A New Class of Oral Medications

Drugs known as sodium-glucose co-transporter-2 inhibitors, or SGLT2 inhibitors, are a new class of oral medications that are used for treating patients with type 2 diabetes. These medications have been approved since 2013, and they are to be taken once a day to help the kidneys lower glucose levels in the blood. Their use has been associated with improved glycemic control, weight loss, and lowering the risk of hypoglycemia.

How SGLT2 Inhibitors Work

Medications within the class of SGLT2 inhibitors work by inhibiting sodium-glucose transport proteins (SGLT2), which are responsible for reabsorbing glucose in the blood. This prevents glucose reabsorption by the kidney, which in turn lowers blood glucose levels. When less glucose is reabsorbed back into the blood, the excess can easily be eliminated from the body by passing through as urine.

Types of SGLT2 Inhibitors

Currently there are three SGLT2 inhibitors available for the treatment of diabetes: empagliflozin, canagliflozin, and dapagliflozin. Empagliflozin is the newest member of the group, having only been approved by the FDA to help treat adult patients battling type 2 diabetes in August 2014. Another drug known as ipragliflozin works as an SGLT2 inhibitor, but it has yet to receive approval for use in the United States.

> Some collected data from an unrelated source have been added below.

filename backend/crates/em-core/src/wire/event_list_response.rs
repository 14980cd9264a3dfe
use crate::EventWithOrganizer;

use serde::{Deserialize, Serialize};

#[derive(Debug, Clone, Serialize, Deserialize)]
pub struct EventListResponse {
    pub events: Vec<EventWithOrganizer>,
}
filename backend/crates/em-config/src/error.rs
use std::panic::Location;
use std::path::PathBuf;
use std::result::Result as StdResult;

use error_location::ErrorLocation;
use thiserror::Error as ThisError;

#[derive(ThisError, Debug)]
pub enum ConfigError {
    #[error("{category} error: {message} {location}")]
    Generic {
        category: &'static str,
        message: String,
        location: ErrorLocation,
    },

    #[error("IO error reading {path}: {source}")]
    Io {
        path: PathBuf,
        #[source]
        source: std::io::Error,
    },

    #[error("TOML parse error in {path}: {source}")]
    Toml {
        path: PathBuf,
        #[source]
        source: toml::de::Error,
    },
}

impl ConfigError {
    /// Create an auth error
    #[track_caller]
    pub fn auth<S: Into<String>>(message: S) -> Self {
        Self::generic("Auth", message)
    }

    /// Create a config error
    #[track_caller]
    pub fn config<S: Into<String>>(message: S) -> Self {
        Self::generic("Config", message)
    }

    /// Create a database error
    #[track_caller]
    pub fn database<S: Into<String>>(message: S) -> Self {
        Self::generic("Database", message)
    }

    /// Create a logging error
    #[track_caller]
    pub fn logging<S: Into<String>>(message: S) -> Self {
        Self::generic("Logging", message)
    }

    /// Create a server error
    #[track_caller]
    pub fn server<S: Into<String>>(message: S) -> Self {
        Self::generic("Server", message)
    }

    /// Create a site error
    #[track_caller]
    pub fn site<S: Into<String>>(message: S) -> Self {
        Self::generic("Site", message)
    }

    #[track_caller]
    fn generic<S: Into<String>>(category: &'static str, message: S) -> Self {
        ConfigError::Generic {
            category,
            message: message.into(),
            location: ErrorLocation::from(Location::caller()),
        }
    }
}

pub type ConfigErrorResult<T> = StdResult<T, ConfigError>;
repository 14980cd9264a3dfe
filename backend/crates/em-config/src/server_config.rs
use crate::{ConfigError, ConfigErrorResult, DEFAULT_HOST, DEFAULT_PORT, MIN_PORT};

use serde::Deserialize;

#[derive(Debug, Clone, Deserialize)]
#[serde(default)]
pub struct ServerConfig {
    pub host: String,
    pub port: u16,
}

impl Default for ServerConfig {
    fn default() -> Self {
        Self {
            host: String::from(DEFAULT_HOST),
            port: DEFAULT_PORT,
        }
    }
}

impl ServerConfig {
    pub fn validate(&self) -> ConfigErrorResult<()> {
        if self.host.trim().is_empty() {
            return Err(ConfigError::server("server.host cannot be empty"));
        }

        // Port 0 means "auto-assign"
        if self.port != 0 && self.port < MIN_PORT {
            return Err(ConfigError::server(format!(
                "server.port must be 0 (auto) or >= {}, got {}",
                MIN_PORT, self.port
            )));
        }

        Ok(())
    }
}
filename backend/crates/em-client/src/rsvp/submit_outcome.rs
use crate::ClientError;

use em_core::Rsvp;

#[derive(Debug)]
pub enum SubmitOutcome {
    /// No signed-in user; nothing was written
    RedirectToSignIn(String),
    Saved(Rsvp),
    /// Same status as the committed row; nothing was sent
    Unchanged,
    /// Another submission is still in flight
    Busy,
    /// Write failed; the selection was reverted and the user may retry
    Failed(ClientError),
}

impl SubmitOutcome {
    pub fn is_saved(&self) -> bool {
        matches!(self, Self::Saved(_))
    }
}
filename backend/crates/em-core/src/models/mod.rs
pub mod attendee;
pub mod event;
pub mod event_summary;
pub mod event_with_organizer;
pub mod identity;
pub mod organizer;
pub mod profile;
pub mod rsvp;
pub mod rsvp_counts;
pub mod rsvp_status;
pub mod session;
pub mod session_state;
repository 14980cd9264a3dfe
pub mod claims;
pub mod error;
pub mod jwt_algorithm;
pub mod jwt_validator;
pub mod session_cookie;
pub mod token_source;

pub use claims::Claims;
pub use error::{AuthError, Result};
pub use jwt_algorithm::JwtAlgorithm;
pub use jwt_validator::JwtValidator;
pub use session_cookie::SessionCookie;
pub use token_source::{bearer_token, cookie_value, request_token};

#[cfg(test)]
mod tests;
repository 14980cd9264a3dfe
pub mod current_identity;
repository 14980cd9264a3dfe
pub mod session_refresh;
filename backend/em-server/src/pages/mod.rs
pub mod auth_pages;
pub mod event_detail;
pub mod home;
pub mod html;
pub mod not_found;
pub mod page_context;
pub mod rsvp_form;
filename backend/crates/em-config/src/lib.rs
mod auth_config;
mod config;
mod database_config;
mod error;
mod log_level;
mod logging_config;
mod server_config;
mod site_config;

pub use auth_config::AuthConfig;
pub use config::Config;
pub use database_config::DatabaseConfig;
pub use error::{ConfigError, ConfigErrorResult};
pub use log_level::LogLevel;
pub use logging_config::LoggingConfig;
pub use server_config::ServerConfig;
pub use site_config::SiteConfig;

pub const CONFIG_DIR_ENV: &str = "EM_CONFIG_DIR";
pub const CONFIG_DIR_NAME: &str = ".em";
pub const CONFIG_FILE_NAME: &str = "config.toml";

const DEFAULT_HOST: &str = "127.0.0.1";
const DEFAULT_PORT: u16 = 3000;
const MIN_PORT: u16 = 1024;

const DEFAULT_DATABASE_FILENAME: &str = "events.db";
const DEFAULT_DATABASE_MAX_CONNECTIONS: u32 = 5;
const MIN_DATABASE_MAX_CONNECTIONS: u32 = 1;
const MAX_DATABASE_MAX_CONNECTIONS: u32 = 100;

const DEFAULT_AUTH_ENABLED: bool = false;
const MIN_JWT_SECRET_LENGTH: usize = 32;
const DEFAULT_COOKIE_NAME: &str = "em_session";
const DEFAULT_SIGN_IN_PATH: &str = "/auth/signin";

const DEFAULT_LOG_LEVEL_STRING: &str = "info";
const DEFAULT_LOG_LEVEL: log::LevelFilter = log::LevelFilter::Info;
const DEFAULT_LOG_DIRECTORY: &str = "log";

const DEFAULT_SITE_TITLE: &str = "Event Manager";
const DEFAULT_METRICS_ENABLED: bool = false;

#[cfg(test)]
mod tests;
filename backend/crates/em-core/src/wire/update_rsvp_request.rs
use crate::RsvpStatus;

use serde::{Deserialize, Serialize};

#[derive(Debug, Clone, Serialize, Deserialize)]
pub struct UpdateRsvpRequest {
    pub status: RsvpStatus,
}
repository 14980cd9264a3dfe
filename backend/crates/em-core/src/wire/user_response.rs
use crate::Identity;

use serde::{Deserialize, Serialize};

/// Authoritative identity answer from `/auth/v1/user`
#[derive(Debug, Clone, Serialize, Deserialize)]
pub struct UserResponse {
    pub user: Identity,
}
use serde::{Deserialize, Serialize};

/// Organizer columns joined onto an event row.
#[derive(Debug, Clone, PartialEq, Eq, Serialize, Deserialize)]
pub struct Organizer {
    pub name: String,
    pub email: String,
}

Diabetic patients, who take SGLT2 inhibitors, should be prepared to make other lifestyle changes in addition to taking medications to control their diabetes. It is recommended that all of these treatment options be used in addition to exercise and diet as a way to improve glycemic control in type 2 diabetes treatment. SGLT2 inhibitors can be used in combination with other treatment options or as a stand-alone therapy.

Benefits of SGLT2 Inhibitors

There are several benefits of SGLT2 inhibitors that have doctors prescribing this treatment method to their patients. The primary benefit is that these inhibitors can reduce the body’s levels of A1C, or glycated hemoglobin. This means that this class of drugs can be especially beneficial for patients who aren’t able to take metformin, which is often the primary drug that is prescribed for treating type 2 diabetes.

SGLT2 inhibitors also offer profound weight loss benefits, which can be beneficial for improving the overall health of diabetes patients. According to researchers from the University of California, San Diego, if a patient who needs to lose weight can maintain a diet of 1500-2000 calories per day, and around 300 calories from glucose pass through the urine, weight loss can occur rapidly. However, some indications suggest that the weight loss effect could bottom out, as, after some period of time, patients may experience an increase in appetite and begin eating more.

Side Effects of SGLT2 Inhibitors

Like all medications, taking SGLT2 inhibitors to control your diabetes could result in some side effects. These drugs result in the excretion of more glucose in the urine, which will increase your chance of contracting urinary tract or genital infections. These side effects occur more frequently in women than in men. Patients who take insulin along with SGLT2 inhibitors also need to be aware of the signs and symptoms of hypoglycemia.

The long-term side effects associated with taking SGLT2 inhibitors aren’t fully understood. Some clinical trials examining dapagliflozin have shown an increased incidence of breast cancer, bladder cancer, and liver cancer among people who take this drug, but the results aren’t clear enough to indicate that there is a distinctive risk. Trials examining the effects of canagliflozin have shown increases in HDL and LDL cholesterol.

It is also important to note that SGLT2 inhibitors are approved for the treatment of type 2 diabetes, and while some of these medications can be used as an add-on therapy for type 1 diabetes treatment, this is not the case with all options. Specifically, the FDA warns that the SGLT2 inhibitor empagliflozin shouldn’t be used for patients with type 1 diabetes. Additionally, patients with severe renal impairment, end-stage renal failure, and diabetic ketoacidosis should also avoid this medication.